The value of deals involving British companies climbed to $466.5 billion (367.96 billion pounds) in the last 12 months, up from $362.7 billion in 2017 and the highest since 2015, according to Refinitiv data.
Outbound M&A by UK firms accounted for $179.6 billion of the volume this year, while inbound deals totalled $142.2 billion and domestic deals between British businesses reached $87.3 billion.
The value of M&A in the UK – which was the world’s third largest market for deals – rose even as the number of transactions slid by 7.7 percent to 4,568, as firms pursued fewer but bigger acquisitions.
Globally there were 42 mega-deals worth more than $10 billion, the most since 2015, the Refinitiv data show. Those involving British companies included Vodafone’s <VOD.L> $21.8 billion acquisition of Liberty Global’s <LBTYA.O> assets in Germany and eastern Europe and Comcast’s <CMCSA.O> $40 billion purchase of Sky.
Fears that Britain could crash out of the EU without a deal have intensified since November, when Prime Minister Theresa May struck a withdrawal agreement with Brussels that has since met with fierce opposition from UK lawmakers.
Brexit concerns have hit the UK M&A market in recent weeks and were blamed for the collapse last month of a potential 2.9 billion-pound takeover of British shopping centre owner Intu Properties <INTUP.L> by a consortium including Canadian property giant Brookfield.
Even so, some bankers believe the UK’s looming departure from the EU could spur bids for British companies if there are sharp sell-offs in sterling and equities that make London-listed firms look particularly cheap.

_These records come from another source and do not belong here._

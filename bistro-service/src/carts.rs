use std::sync::Arc;

use uuid::Uuid;

use crate::store::{
    Collection, DeleteResult, Document, DocumentStore, Filter, InsertOneResult, StoreResult,
};

pub const OWNER_FIELD: &str = "email";

/// Cart line items, each owned by the email in its `email` field.
#[derive(Clone)]
pub struct CartStore {
    store: Arc<dyn DocumentStore>,
}

impl CartStore {
    pub fn new(store: Arc<dyn DocumentStore>) -> Self {
        Self { store }
    }

    pub async fn add(&self, item: Document) -> StoreResult<InsertOneResult> {
        self.store.insert_one(Collection::Carts, item).await
    }

    pub async fn list_for(&self, owner: &str) -> StoreResult<Vec<Document>> {
        self.store
            .find(Collection::Carts, &Filter::Eq(OWNER_FIELD, owner.to_string()))
            .await
    }

    pub async fn get(&self, id: Uuid) -> StoreResult<Option<Document>> {
        self.store.find_one(Collection::Carts, &Filter::Id(id)).await
    }

    pub async fn remove(&self, id: Uuid) -> StoreResult<DeleteResult> {
        self.store.delete_one(Collection::Carts, &Filter::Id(id)).await
    }
}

“Our focus for the UK market is: are there going to be dislocations in equity and FX markets because of Brexit and as a result are there going to be opportunistic approaches to UK-listed companies?” said Hernan Cristerna, co-head of global M&A at JP Morgan. “What we’re very focused on is engaging UK clients on defence advice to be prepared.”
Brexit aside, another factor that could stifle dealmaking is regulation and political interference in deals in the UK and elsewhere in the world.
Britain’s reputation as one of the most open M&A markets in the world took a hit in July when the government proposed new far-reaching powers to scrutinise and block deals for UK assets by foreign buyers on the grounds of national security.
The proposals, which have not yet come into force, follow similar crackdowns on foreign investment in other countries including the U.S., France and Germany.
“Generally, we’ve seen industrial policies and protectionism on the rise across different geographies and anti-trust regulators taking longer to approve deals, so we are in an increasingly challenging regulatory environment,” said JP Morgan’s Cristerna.
“There is some concern that to get regulatory and political approval for some of these large transformative deals will be harder, so I think a lot of our clients are shying away from them.”